19世紀の中央アジア。
エイホン一家はカスピ海のほとりにある小さな村で暮らしている。その跡継ぎとなる12歳の少年・カルルクが山一つ隔てた部族から迎えた花嫁・アミルは、カルルクより8歳年上の20歳だった…。
『エマ』で、ヴィクトリア朝を舞台に身分違いの恋を描いた森薫。
歴史的な風俗と丁寧なキャラクター描写、そしてロマンスに定評のある作者の新作『乙嫁語り』(株式会社エンターブレイン、「fellows!」連載中)。
その待望の2巻が刊行された。
アミルは半遊牧を行う部族の出身で、馬の扱いや騎射が得意。女の仕事である刺繍も器用にこなし、気立てもよい。完全無欠に見えながら間の抜けた一面を持ち、カルルクを案じることでは人後に落ちない彼女に、初めは戸惑いを隠せなかったエイホン家の人々もほどなくアミルを家族の一員として認めるようになっていく。

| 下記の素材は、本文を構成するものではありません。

//! Base-128 varint framing over any [`AsyncRead`]/[`AsyncWrite`] stream.
//!
//! Each frame is: `varint(length)` followed by exactly `length` payload
//! bytes. The varint is little-endian unsigned LEB128: seven value bits
//! per byte, high bit set on every byte except the last.

use std::io;

use tokio::io::{AsyncRead, AsyncReadExt, AsyncWrite, AsyncWriteExt};

/// Maximum encoded length of a `u64` varint.
pub const MAX_VARINT_LEN: usize = 10;

/// Maximum allowed frame payload (256 MiB).
///
/// A corrupt length prefix must not be allowed to allocate unbounded
/// memory before the decode failure surfaces.
pub const MAX_FRAME: u64 = 256 * 1024 * 1024;

/// Encodes `value` into `buf`, returning the number of bytes used.
#[allow(clippy::cast_possible_truncation)]
pub fn encode_varint(mut value: u64, buf: &mut [u8; MAX_VARINT_LEN]) -> usize {
    let mut len = 0;
    loop {
        let byte = (value & 0x7f) as u8;
        value >>= 7;
        if value == 0 {
            buf[len] = byte;
            return len + 1;
        }
        buf[len] = byte | 0x80;
        len += 1;
    }
}

/// Reads a varint, one byte at a time, from `r`.
///
/// Fails with [`io::ErrorKind::UnexpectedEof`] if the stream ends
/// mid-varint and with [`io::ErrorKind::InvalidData`] if more than
/// [`MAX_VARINT_LEN`] bytes arrive without a terminator or the encoded
/// value does not fit in a `u64`.
pub async fn read_varint(r: &mut (impl AsyncRead + Unpin)) -> io::Result<u64> {
    let mut value = 0u64;
    let mut shift = 0u32;
    loop {
        let mut byte = [0u8; 1];
        r.read_exact(&mut byte).await?;
        let b = byte[0];
        let bits = u64::from(b & 0x7f);
        // The tenth byte may only contribute the single remaining bit.
        if shift == 63 && bits > 1 {
            return Err(io::Error::new(
                io::ErrorKind::InvalidData,
                "varint overflows u64",
            ));
        }
        value |= bits << shift;
        if b & 0x80 == 0 {
            return Ok(value);
        }
        shift += 7;
        if shift as usize >= MAX_VARINT_LEN * 7 {
            return Err(io::Error::new(
                io::ErrorKind::InvalidData,
                "varint exceeds 10 bytes without terminator",
            ));
        }
    }
}

/// Writes `value` as a varint to `w`. Does not flush.
pub async fn write_varint(w: &mut (impl AsyncWrite + Unpin), value: u64) -> io::Result<()> {
    let mut buf = [0u8; MAX_VARINT_LEN];
    let len = encode_varint(value, &mut buf);
    w.write_all(&buf[..len]).await
}

/// Reads one length-prefixed frame, blocking until the full payload is
/// available.
#[allow(clippy::cast_possible_truncation)]
pub async fn read_frame(r: &mut (impl AsyncRead + Unpin)) -> io::Result<Vec<u8>> {
    let len = read_varint(r).await?;
    if len > MAX_FRAME {
        return Err(io::Error::new(
            io::ErrorKind::InvalidData,
            format!("frame of {len} bytes exceeds the {MAX_FRAME} byte limit"),
        ));
    }
    let mut payload = vec![0u8; len as usize];
    r.read_exact(&mut payload).await?;
    Ok(payload)
}

/// Writes one length-prefixed frame. Does not flush.
///
/// The prefix and payload are assembled into a single buffer so the frame
/// reaches the stream in one write.
pub async fn write_frame(w: &mut (impl AsyncWrite + Unpin), payload: &[u8]) -> io::Result<()> {
    let mut prefix = [0u8; MAX_VARINT_LEN];
    let prefix_len = encode_varint(payload.len() as u64, &mut prefix);
    let mut frame = Vec::with_capacity(prefix_len + payload.len());
    frame.extend_from_slice(&prefix[..prefix_len]);
    frame.extend_from_slice(payload);
    w.write_all(&frame).await
}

しかし彼女の実家では、アミルの結婚を解消しようという話が持ち上がっており、やがてそれはアミルとカルルクの家のみならず、町内まで巻き込んだ大騒動に発展していくのだった…。
『エマ』での恋の障害が「身分の差」であるなら、今回は「年齢の差」。
当人同士の意志よりも家同士の繋がりが重視されるため、多少の歳の差は普通だが、15、6歳が結婚適齢期とされる当時の感覚では20歳の娘はさすがに周囲から奇異の目を向けられる。おまけにアミルの実家で顕著に見られるように、女性の地位が決して高いとはいえず、時に物のように右から左へ嫁がされることもある。
しかしそうした暗い部分は作者の優しさ、そしてアミルの明るさに救われて前面に出てくることはない。この物語で主に語られるのは人々の風俗であり、ささやかな生活の喜びであり、アミルとカルルクの絆である。
日本人にはなじみが薄い、それだけにエキゾチックな興味を誘う地域を舞台に、作者の趣味と特有のユーモアが漂う。肩の力を抜いて読める、癒される作品。